The proposal for managed care has been met with skepticism by legislators on both sides of the aisle. During Stitt’s State of the State speech, legislators were glaringly skeptical of this plan and rightly so. Past attempts at managed care in Oklahoma have been troublesome, and the current plan is opposed by the state’s medical, dental, pediatric and osteopathic associations. That’s a clear sign the Legislature needs to looks carefully at states where managed care is in place before funding the new Oklahoma plan.

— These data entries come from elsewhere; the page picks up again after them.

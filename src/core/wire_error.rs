//! Error type produced while encoding or decoding wire frames.

use alloc::string::FromUtf8Error;
use core::fmt;

/// Describes a malformed or unencodable wire frame.
///
/// Any decode failure closes the connection it arrived on and rejects any
/// in-flight handshake bound to that connection.
#[derive(Clone, Debug, PartialEq, Eq)]
pub enum WireError {
  /// The payload ended before the expected field was complete.
  Truncated,
  /// The leading frame tag byte is not a known frame kind.
  UnknownFrameTag(u8),
  /// The system message discriminator is not a known message type.
  UnknownSystemMessage(u8),
  /// The reject reason code is not a known reason.
  UnknownRejectReason(u8),
  /// A string field did not contain valid UTF-8.
  InvalidUtf8,
  /// A field that must be non-empty was empty.
  EmptyField(&'static str),
  /// The port field was outside the valid range.
  InvalidPort,
  /// An address without a node was encoded outside a serialization context.
  MissingSerializationContext,
}

impl fmt::Display for WireError {
  fn fmt(&self, f: &mut fmt::Formatter<'_>) -> fmt::Result {
    match self {
      | Self::Truncated => write!(f, "frame truncated"),
      | Self::UnknownFrameTag(tag) => write!(f, "unknown frame tag 0x{tag:02x}"),
      | Self::UnknownSystemMessage(kind) => write!(f, "unknown system message type {kind}"),
      | Self::UnknownRejectReason(code) => write!(f, "unknown reject reason code {code}"),
      | Self::InvalidUtf8 => write!(f, "string field is not valid UTF-8"),
      | Self::EmptyField(field) => write!(f, "field `{field}` must not be empty"),
      | Self::InvalidPort => write!(f, "port must be in 1..=65535"),
      | Self::MissingSerializationContext => {
        write!(f, "address without a node encoded outside a serialization context")
      },
    }
  }
}

impl From<FromUtf8Error> for WireError {
  fn from(_: FromUtf8Error) -> Self {
    Self::InvalidUtf8
  }
}
//! Marker left behind by a terminated association.

use core::{
  hash::{Hash, Hasher},
  time::Duration,
};

use crate::core::unique_node::UniqueNode;

/// Marker preventing a terminated peer from being re-associated until its
/// removal deadline passes.
///
/// Equality and hashing consider the remote node only, so a deadline-less
/// [`probe`](Self::probe) works as a lookup key against a stored tombstone.
#[derive(Clone, Debug)]
pub struct Tombstone {
  remote_node:      UniqueNode,
  removal_deadline: Option<Duration>,
}

impl Tombstone {
  /// Creates a tombstone expiring at `removal_deadline`.
  #[must_use]
  pub const fn new(remote_node: UniqueNode, removal_deadline: Duration) -> Self {
    Self { remote_node, removal_deadline: Some(removal_deadline) }
  }

  /// Creates a deadline-less tombstone usable only as a lookup key.
  #[must_use]
  pub const fn probe(remote_node: UniqueNode) -> Self {
    Self { remote_node, removal_deadline: None }
  }

  /// Returns the terminated peer.
  #[must_use]
  pub const fn remote_node(&self) -> &UniqueNode {
    &self.remote_node
  }

  /// Returns the removal deadline, when one was recorded.
  #[must_use]
  pub const fn removal_deadline(&self) -> Option<Duration> {
    self.removal_deadline
  }

  /// Returns `true` when the tombstone is due for removal at `now`.
  /// Deadline-less probes never expire.
  #[must_use]
  pub fn is_expired(&self, now: Duration) -> bool {
    self.removal_deadline.is_some_and(|deadline| deadline <= now)
  }
}

impl PartialEq for Tombstone {
  fn eq(&self, other: &Self) -> bool {
    self.remote_node == other.remote_node
  }
}

impl Eq for Tombstone {}

impl Hash for Tombstone {
  fn hash<H: Hasher>(&self, state: &mut H) {
    self.remote_node.hash(state);
  }
}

In the 1990s, Oklahoma tried a managed care approach, which the Oklahoma State Medical Association called “disastrous.” They and other health care organizations say managed care will create an access crisis for an Oklahoma population that already faces a serious shortage of health care providers while combating a worldwide pandemic. The bureaucratic red tape and delayed payments OSMA says was a reality of managed care forced many state physicians to stop taking Medicaid patients the last time. Regardless of the intent to curb costs while expanding services, they say the number of physicians willing to serve the Medicaid population will decline, especially in rural areas of the state. OSMA recently announced its intent to file a motion asking the Oklahoma Supreme Court to issue an injunction against Medicaid managed care contracts moving forward.

While we agree with their concerns, those who are opposing the managed care option need to offer a solution. This will be the battle in the Legislature in the weeks ahead. Legislators must see what is working in other states, and possibly work with health experts to craft legislation that will make the managed care option more palatable and workable.

The bottom line is that we must have a system that is financially efficient and delivers the health outcomes we all desire.